Supplied entries
+ + + + + + +

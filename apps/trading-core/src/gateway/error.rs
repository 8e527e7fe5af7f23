//! Error types for gateway operations.

use std::time::Duration;

use crate::broker::BrokerError;
use crate::resilience::ErrorCategory;

/// Errors surfaced by [`super::BrokerGateway`].
#[derive(Debug, thiserror::Error)]
pub enum GatewayError {
    /// Failure that retrying cannot fix (auth, funds, bad input, 4xx).
    #[error("{operation} failed permanently ({category}): {source}")]
    Permanent {
        /// Gateway operation name.
        operation: &'static str,
        /// Failure category.
        category: ErrorCategory,
        /// The broker failure.
        #[source]
        source: BrokerError,
    },

    /// Transient failure that persisted through every retry.
    #[error("{operation} failed after {attempts} attempts ({category}): {source}")]
    RetriesExhausted {
        /// Gateway operation name.
        operation: &'static str,
        /// Category of the last failure.
        category: ErrorCategory,
        /// Attempts made, including the first.
        attempts: u32,
        /// The last broker failure.
        #[source]
        source: BrokerError,
    },

    /// Circuit breaker is open, the broker was not called.
    #[error("Circuit breaker '{name}' open, retry in {retry_in:?}")]
    CircuitOpen {
        /// Breaker name.
        name: String,
        /// Time until a probe call will be admitted.
        retry_in: Duration,
    },
}

impl GatewayError {
    /// Failure category; `None` for a fast-failed call.
    #[must_use]
    pub const fn category(&self) -> Option<ErrorCategory> {
        match self {
            Self::Permanent { category, .. } | Self::RetriesExhausted { category, .. } => {
                Some(*category)
            }
            Self::CircuitOpen { .. } => None,
        }
    }

    /// Whether the caller could reasonably try again later.
    #[must_use]
    pub const fn is_transient(&self) -> bool {
        !matches!(self, Self::Permanent { .. })
    }

    /// Whether this failure suggests the broker itself is unhealthy.
    #[must_use]
    pub const fn is_outage(&self) -> bool {
        matches!(self, Self::RetriesExhausted { .. })
    }

    /// The underlying broker failure, if the broker was reached.
    #[must_use]
    pub const fn broker_error(&self) -> Option<&BrokerError> {
        match self {
            Self::Permanent { source, .. } | Self::RetriesExhausted { source, .. } => Some(source),
            Self::CircuitOpen { .. } => None,
        }
    }
}

#[cfg(test)]
mod tests {
    use super::*;

    #[test]
    fn test_permanent_display_and_category() {
        let err = GatewayError::Permanent {
            operation: "submit_order",
            category: ErrorCategory::Authentication,
            source: BrokerError::AuthenticationFailed("token expired".into()),
        };
        assert_eq!(
            err.to_string(),
            "submit_order failed permanently (auth_error): Authentication failed: token expired"
        );
        assert_eq!(err.category(), Some(ErrorCategory::Authentication));
        assert!(!err.is_transient());
        assert!(!err.is_outage());
    }

    #[test]
    fn test_circuit_open_has_no_broker_error() {
        let err = GatewayError::CircuitOpen {
            name: "kite".into(),
            retry_in: Duration::from_secs(3),
        };
        assert!(err.broker_error().is_none());
        assert!(err.is_transient());
        assert!(err.category().is_none());
    }
}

+ + + + + + +

Problem to work on
Restate each record exactly as written.

Solution to this task
filename apps/trading-core/src/gateway/error.rs
repository 8e527e7fe5af7f23
//! Error types for gateway operations.

use std::time::Duration;

use crate::broker::BrokerError;
use crate::resilience::ErrorCategory;

/// Errors surfaced by [`super::BrokerGateway`].
#[derive(Debug, thiserror::Error)]
pub enum GatewayError {
    /// Failure that retrying cannot fix (auth, funds, bad input, 4xx).
    #[error("{operation} failed permanently ({category}): {source}")]
    Permanent {
        /// Gateway operation name.
        operation: &'static str,
        /// Failure category.
        category: ErrorCategory,
        /// The broker failure.
        #[source]
        source: BrokerError,
    },

    /// Transient failure that persisted through every retry.
    #[error("{operation} failed after {attempts} attempts ({category}): {source}")]
    RetriesExhausted {
        /// Gateway operation name.
        operation: &'static str,
        /// Category of the last failure.
        category: ErrorCategory,
        /// Attempts made, including the first.
        attempts: u32,
        /// The last broker failure.
        #[source]
        source: BrokerError,
    },

    /// Circuit breaker is open, the broker was not called.
    #[error("Circuit breaker '{name}' open, retry in {retry_in:?}")]
    CircuitOpen {
        /// Breaker name.
        name: String,
        /// Time until a probe call will be admitted.
        retry_in: Duration,
    },
}

impl GatewayError {
    /// Failure category; `None` for a fast-failed call.
    #[must_use]
    pub const fn category(&self) -> Option<ErrorCategory> {
        match self {
            Self::Permanent { category, .. } | Self::RetriesExhausted { category, .. } => {
                Some(*category)
            }
            Self::CircuitOpen { .. } => None,
        }
    }

    /// Whether the caller could reasonably try again later.
    #[must_use]
    pub const fn is_transient(&self) -> bool {
        !matches!(self, Self::Permanent { .. })
    }

    /// Whether this failure suggests the broker itself is unhealthy.
    #[must_use]
    pub const fn is_outage(&self) -> bool {
        matches!(self, Self::RetriesExhausted { .. })
    }

    /// The underlying broker failure, if the broker was reached.
    #[must_use]
    pub const fn broker_error(&self) -> Option<&BrokerError> {
        match self {
            Self::Permanent { source, .. } | Self::RetriesExhausted { source, .. } => Some(source),
            Self::CircuitOpen { .. } => None,
        }
    }
}

#[cfg(test)]
mod tests {
    use super::*;

    #[test]
    fn test_permanent_display_and_category() {
        let err = GatewayError::Permanent {
            operation: "submit_order",
            category: ErrorCategory::Authentication,
            source: BrokerError::AuthenticationFailed("token expired".into()),
        };
        assert_eq!(
            err.to_string(),
            "submit_order failed permanently (auth_error): Authentication failed: token expired"
        );
        assert_eq!(err.category(), Some(ErrorCategory::Authentication));
        assert!(!err.is_transient());
        assert!(!err.is_outage());
    }

    #[test]
    fn test_circuit_open_has_no_broker_error() {
        let err = GatewayError::CircuitOpen {
            name: "kite".into(),
            retry_in: Duration::from_secs(3),
        };
        assert!(err.broker_error().is_none());
        assert!(err.is_transient());
        assert!(err.category().is_none());
    }
}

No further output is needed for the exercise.